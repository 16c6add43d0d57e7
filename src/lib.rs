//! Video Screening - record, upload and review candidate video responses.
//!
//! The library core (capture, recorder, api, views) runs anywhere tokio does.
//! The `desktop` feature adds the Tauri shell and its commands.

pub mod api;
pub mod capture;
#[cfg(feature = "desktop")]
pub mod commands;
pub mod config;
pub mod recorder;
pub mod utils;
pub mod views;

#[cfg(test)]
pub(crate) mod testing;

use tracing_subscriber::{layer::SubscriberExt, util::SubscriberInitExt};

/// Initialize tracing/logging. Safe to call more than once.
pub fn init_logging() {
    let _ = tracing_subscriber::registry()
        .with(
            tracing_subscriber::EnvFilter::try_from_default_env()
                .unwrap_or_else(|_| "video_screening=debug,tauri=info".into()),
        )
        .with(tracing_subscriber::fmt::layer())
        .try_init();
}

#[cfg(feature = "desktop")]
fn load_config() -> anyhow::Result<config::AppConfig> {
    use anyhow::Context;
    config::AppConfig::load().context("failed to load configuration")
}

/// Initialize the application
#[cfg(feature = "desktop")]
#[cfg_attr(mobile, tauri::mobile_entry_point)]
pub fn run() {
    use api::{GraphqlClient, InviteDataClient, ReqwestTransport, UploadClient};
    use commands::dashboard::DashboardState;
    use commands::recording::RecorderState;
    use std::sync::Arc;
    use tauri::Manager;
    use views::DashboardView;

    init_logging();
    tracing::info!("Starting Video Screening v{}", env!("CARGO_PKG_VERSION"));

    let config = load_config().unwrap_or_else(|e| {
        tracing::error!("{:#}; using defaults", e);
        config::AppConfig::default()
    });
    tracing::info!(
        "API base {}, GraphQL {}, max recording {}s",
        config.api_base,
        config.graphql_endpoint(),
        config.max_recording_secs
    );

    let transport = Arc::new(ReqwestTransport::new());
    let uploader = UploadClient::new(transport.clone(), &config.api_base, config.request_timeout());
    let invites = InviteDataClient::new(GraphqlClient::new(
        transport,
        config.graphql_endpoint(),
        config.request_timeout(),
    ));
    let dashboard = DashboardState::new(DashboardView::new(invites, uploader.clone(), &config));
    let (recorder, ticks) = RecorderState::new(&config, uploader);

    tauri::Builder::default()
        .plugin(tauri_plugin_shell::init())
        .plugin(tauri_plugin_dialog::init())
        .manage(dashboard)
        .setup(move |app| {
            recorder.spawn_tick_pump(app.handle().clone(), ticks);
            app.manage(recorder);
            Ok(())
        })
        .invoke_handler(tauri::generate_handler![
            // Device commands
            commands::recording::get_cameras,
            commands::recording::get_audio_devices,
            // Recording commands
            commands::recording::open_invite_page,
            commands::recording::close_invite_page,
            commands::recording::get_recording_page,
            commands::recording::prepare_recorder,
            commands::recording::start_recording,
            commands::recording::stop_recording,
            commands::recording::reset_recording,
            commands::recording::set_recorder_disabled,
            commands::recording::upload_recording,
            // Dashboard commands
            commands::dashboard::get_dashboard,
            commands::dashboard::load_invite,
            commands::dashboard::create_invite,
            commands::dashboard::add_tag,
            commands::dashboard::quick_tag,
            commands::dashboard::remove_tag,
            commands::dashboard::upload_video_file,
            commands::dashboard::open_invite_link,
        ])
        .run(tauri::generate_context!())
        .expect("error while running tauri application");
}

§ WHAT THE EXERCISE ASKS:
Looking at the material above, count the lines where the word "error" occurs, and answer with that count alone.

§ ANSWER FOR THIS EXERCISE:
2